Task:
Go through the data and report how many lines include the word "element", giving only the number.

Record excerpts:

↓↓↓

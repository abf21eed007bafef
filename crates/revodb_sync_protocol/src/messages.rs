//! `_revs_diff` and `_bulk_docs` message bodies.

use serde::{Deserialize, Serialize};
use serde_json::Value;
use std::collections::BTreeMap;

/// Request body for `POST _revs_diff`: document ID → revision IDs to check.
#[derive(Debug, Clone, Default, PartialEq, Serialize, Deserialize)]
pub struct RevsDiffRequest {
    /// Revisions to check, grouped by document.
    #[serde(flatten)]
    pub docs: BTreeMap<String, Vec<String>>,
}

impl RevsDiffRequest {
    /// Creates an empty request.
    pub fn new() -> Self {
        Self::default()
    }

    /// Adds one revision to check.
    pub fn add(&mut self, doc_id: impl Into<String>, rev_id: impl Into<String>) {
        self.docs.entry(doc_id.into()).or_default().push(rev_id.into());
    }

    /// True if no revisions were added.
    pub fn is_empty(&self) -> bool {
        self.docs.is_empty()
    }
}

/// Per-document result of a `_revs_diff` call.
#[derive(Debug, Clone, Default, PartialEq, Serialize, Deserialize)]
pub struct RevsDiffEntry {
    /// Revisions the remote does not have.
    #[serde(default)]
    pub missing: Vec<String>,
    /// Ancestors of the missing revisions the remote does have.
    #[serde(default, skip_serializing_if = "Option::is_none")]
    pub possible_ancestors: Option<Vec<String>>,
}

/// Response body of `POST _revs_diff`. Documents with nothing missing are
/// simply absent.
#[derive(Debug, Clone, Default, PartialEq, Serialize, Deserialize)]
pub struct RevsDiffResponse {
    /// Missing-revision info, keyed by document ID.
    #[serde(flatten)]
    pub docs: BTreeMap<String, RevsDiffEntry>,
}

impl RevsDiffResponse {
    /// The entry for a document, if the remote reported anything missing.
    pub fn entry(&self, doc_id: &str) -> Option<&RevsDiffEntry> {
        self.docs.get(doc_id)
    }

    /// Whether the remote reported this exact revision as missing.
    pub fn is_missing(&self, doc_id: &str, rev_id: &str) -> bool {
        self.entry(doc_id)
            .map(|entry| entry.missing.iter().any(|r| r == rev_id))
            .unwrap_or(false)
    }

    /// True if the remote already has every revision that was asked about.
    pub fn is_empty(&self) -> bool {
        self.docs.is_empty()
    }
}

/// Request body for `POST _bulk_docs`.
///
/// `new_edits: false` tells the remote to graft the given revision IDs into
/// its revision trees instead of assigning new ones.
#[derive(Debug, Clone, PartialEq, Serialize, Deserialize)]
pub struct BulkDocsRequest {
    /// Full document bodies, `_revisions` ancestry included.
    pub docs: Vec<Value>,
    /// Must be false for replication.
    pub new_edits: bool,
}

impl BulkDocsRequest {
    /// Builds a replication-style request (`new_edits: false`).
    pub fn new(docs: Vec<Value>) -> Self {
        Self {
            docs,
            new_edits: false,
        }
    }
}

/// One element of the `_bulk_docs` response array.
#[derive(Debug, Clone, Default, PartialEq, Serialize, Deserialize)]
pub struct BulkDocsResponseItem {
    /// Document ID the element refers to.
    #[serde(default, skip_serializing_if = "Option::is_none")]
    pub id: Option<String>,
    /// Revision ID on success.
    #[serde(default, skip_serializing_if = "Option::is_none")]
    pub rev: Option<String>,
    /// Error name on failure (e.g. `"forbidden"`).
    #[serde(default, skip_serializing_if = "Option::is_none")]
    pub error: Option<String>,
    /// Human-readable failure reason.
    #[serde(default, skip_serializing_if = "Option::is_none")]
    pub reason: Option<String>,
    /// Explicit status code, if the remote supplies one.
    #[serde(default, skip_serializing_if = "Option::is_none")]
    pub status: Option<u16>,
}

impl BulkDocsResponseItem {
    /// Maps this element to an HTTP-style status code.
    pub fn status(&self) -> u16 {
        match self.error.as_deref() {
            None => 201,
            Some("forbidden") => 403,
            Some("unauthorized") => 401,
            Some(_) => self.status.unwrap_or(500),
        }
    }

    /// True if the element reports a failure.
    pub fn is_error(&self) -> bool {
        self.error.is_some()
    }

    /// True if the failure is a validation rejection, which the pusher
    /// treats as expected rather than a replication error.
    pub fn is_forbidden(&self) -> bool {
        self.status() == 403
    }
}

↑↑↑

Written answer:
4